Photoactivation using two photons of NIR allows non-invasive biological manipulation. We applied the principle of dendritic amplification to improve the materials' sensitivity to NIR light. Light induced uncaging or release of L-glutamic acid was 2.8 fold higher when incorporating 4-bromo-7-hydroxycoumarin (Bhc) with self-immolative dendrimers compared with Bhc directly conjugated to L-glutamic acid.

A Single UV or Near IR Triggering Event Leads to Polymer Degradation into Small Molecules.
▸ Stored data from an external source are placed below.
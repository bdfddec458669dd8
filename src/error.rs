//! Error types for consumer-side polling.
//!
//! Hubs themselves never fail: a producer error travels to consumers as the
//! last item of their sequence. The only errors here describe why a
//! non-blocking pull came back empty-handed.

use thiserror::Error;

/// Why [`HubSubscription::try_recv`](crate::subject::HubSubscription::try_recv)
/// returned nothing.
#[derive(Debug, Clone, Copy, PartialEq, Eq, Error)]
pub enum TryRecvError {
  /// Nothing buffered yet, the sequence is still live.
  #[error("no item buffered yet")]
  Empty,

  /// The sequence has ended and will never yield again.
  #[error("sequence closed")]
  Closed,
}
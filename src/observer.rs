//! Observer trait and implementations
//!
//! The Observer trait is the producer-facing side of a hub. It provides three
//! methods: next (for values), error (for errors), and complete (for
//! completion). Hubs implement it, and so does the delivery channel each hub
//! keeps per subscriber.

use futures::channel::mpsc::UnboundedSender;

// ============================================================================
// Observer Trait
// ============================================================================

/// Observer trait: the receiving end of a producer.
///
/// An Observer receives values, errors, and completion notifications.
pub trait Observer<Item, Err> {
  /// Receive the next value.
  fn next(&mut self, value: Item);

  /// Handle an error.
  ///
  /// This consumes the observer, as no more values can be delivered after an
  /// error.
  fn error(self, err: Err);

  /// Handle completion.
  ///
  /// This consumes the observer, as no more values can be delivered after
  /// completion.
  fn complete(self);

  /// Checks if the observer is closed.
  ///
  /// Returns `true` if the observer will not accept more values, e.g. because
  /// the consumer on the other side has gone away.
  fn is_closed(&self) -> bool;
}

// ============================================================================
// Channel Observer
// ============================================================================

/// The per-subscriber delivery channel.
///
/// Sends never block: the channel is unbounded, and a send to a receiver that
/// is gone is dropped and reported through `is_closed`.
impl<Item, Err> Observer<Item, Err> for UnboundedSender<Result<Item, Err>> {
  #[inline]
  fn next(&mut self, value: Item) { let _ = self.unbounded_send(Ok(value)); }

  #[inline]
  fn error(self, err: Err) {
    // Dropping `self` right after closes the sequence.
    let _ = self.unbounded_send(Err(err));
  }

  #[inline]
  fn complete(self) {}

  #[inline]
  fn is_closed(&self) -> bool { UnboundedSender::is_closed(self) }
}
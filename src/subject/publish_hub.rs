use std::convert::Infallible;

use super::{replay_policy::NoReplay, subject_core::Subject};

/// A hub without memory: subscribers only see what is emitted after they
/// join.
///
/// ```rust
/// use futures::executor::block_on_stream;
/// use rxhub::prelude::*;
///
/// let hub = PublishHub::<i32>::new();
/// hub.emit(3);
/// let sub = hub.subscribe();
/// hub.emit(4);
/// hub.emit(5);
/// hub.complete_successfully();
///
/// assert_eq!(block_on_stream(sub).collect::<Vec<_>>(), vec![Ok(4), Ok(5)]);
/// ```
pub type PublishHub<Item, Err = Infallible> = Subject<Item, Err, NoReplay>;

impl<Item, Err> Subject<Item, Err, NoReplay>
where
  Item: Clone + Send + 'static,
  Err: Clone + Send + 'static,
{
  #[inline]
  pub fn new() -> Self { Self::with_policy(NoReplay) }
}

impl<Item, Err> Default for Subject<Item, Err, NoReplay>
where
  Item: Clone + Send + 'static,
  Err: Clone + Send + 'static,
{
  fn default() -> Self { Self::new() }
}
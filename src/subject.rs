//! Multicast hubs.
//!
//! All three hub kinds share [`Subject`] and differ only in the
//! [`ReplayPolicy`] they plug in.

mod behavior_hub;
mod deferred;
mod publish_hub;
mod replay_hub;
mod subject_core;
mod subject_subscription;
mod subscribers;

pub mod replay_policy;

pub use behavior_hub::BehaviorHub;
pub use deferred::DeferredSubscription;
pub use publish_hub::PublishHub;
pub use replay_hub::ReplayHub;
pub use replay_policy::{History, LastValue, NoReplay, ReplayPolicy};
pub use subject_core::Subject;
pub use subject_subscription::HubSubscription;
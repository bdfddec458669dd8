//! Consumer-side cancellation.

/// A handle to a consumer's registration with a hub.
///
/// Cancelling is idempotent and may race freely with the hub completing:
/// whichever happens first removes the registry entry and the other is a
/// no-op.
pub trait Subscription {
  /// Stop receiving values and remove this consumer from its hub.
  ///
  /// Items already buffered are discarded along with the handle.
  fn unsubscribe(self);

  /// Whether the hub will deliver nothing more to this consumer.
  ///
  /// True once the subscription was cancelled, the hub completed, or every
  /// hub handle was dropped.
  fn is_closed(&self) -> bool;
}
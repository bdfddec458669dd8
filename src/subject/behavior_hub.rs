use std::convert::Infallible;

use super::{replay_policy::LastValue, subject_core::Subject};

/// A hub that always has a current value.
///
/// It starts with a seed, and every emission replaces it. A new subscriber
/// receives the current value first, then whatever follows. After the hub
/// has completed successfully, a late subscriber still receives the current
/// value before the end of its stream. After a failure it receives only the
/// error.
///
/// ```rust
/// use futures::executor::block_on_stream;
/// use rxhub::prelude::*;
///
/// let hub = BehaviorHub::<i32>::new(3);
/// let sub = hub.subscribe();
/// hub.emit(4);
/// assert_eq!(hub.value(), 4);
/// hub.complete_successfully();
///
/// assert_eq!(block_on_stream(sub).collect::<Vec<_>>(), vec![Ok(3), Ok(4)]);
/// ```
pub type BehaviorHub<Item, Err = Infallible> = Subject<Item, Err, LastValue<Item>>;

impl<Item, Err> Subject<Item, Err, LastValue<Item>>
where
  Item: Clone + Send + 'static,
  Err: Clone + Send + 'static,
{
  #[inline]
  pub fn new(seed: Item) -> Self { Self::with_policy(LastValue::new(seed)) }

  /// The current value: the seed, or the latest accepted emission.
  pub fn value(&self) -> Item { self.read_policy(|policy| policy.current().clone()) }
}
We report two polymers with UV- and NIR-removable end caps that respond to a single light activated event by complete cleavage of the polymer backbone via a self-immolative mechanism. Two photocleavable protecting groups were used to cap the polymers; o-nitrobenzyl alcohol (ONB) and bromo-coumarin (Bhc). GPC and (1)H NMR confirmed complete degradation of the ONB-containing polymer in response to UV. The polymers were formulated into nanoparticles; fluorescence measurements of encapsulated Nile red confirmed release upon photolysis of the endcaps. Contrary to previous work using a similar backbone structure that degrades upon hydrolysis, here, the disassembly process and burst release of the payload are only activated on demand, illustrating the powerful capacity of light to trigger release from polymeric nanoparticles. Our design allows the signal to be amplified in a domino effect to fully degrade the polymer into small molecules. Thus, polymers and nanoparticles can reach maximal degradation without having to use intense and/or long periods of irradiation.

Low power, biologically benign NIR light triggers polymer disassembly.

Near infrared (NIR) irradiation can penetrate up to 10 cm deep into tissues and be remotely applied with high spatial and temporal precision. Despite its potential for various medical and biological applications, there is a dearth of biomaterials that are responsive at this wavelength region. Herein we report a polymeric material that is able to disassemble in response to biologically benign levels of NIR irradiation upon two-photon absorption. The design relies on the photolysis of the multiple pendant 4-bromo7-hydroxycoumarin protecting groups to trigger a cascade of cyclization and rearrangement reactions leading to the degradation of the polymer backbone. The new material undergoes a 50% Mw loss after 25 sec of ultraviolet (UV) irradiation by single photon absorption and 21 min of NIR irradiation via two-photon absorption. Most importantly, even NIR irradiation at biologically benign laser power is sufficient to cause significant polymer disassembly. Furthermore, this material is well tolerated by cells both before and after degradation. These results demonstrate for the first time a NIR sensitive material with potential to be used for in vivo applications.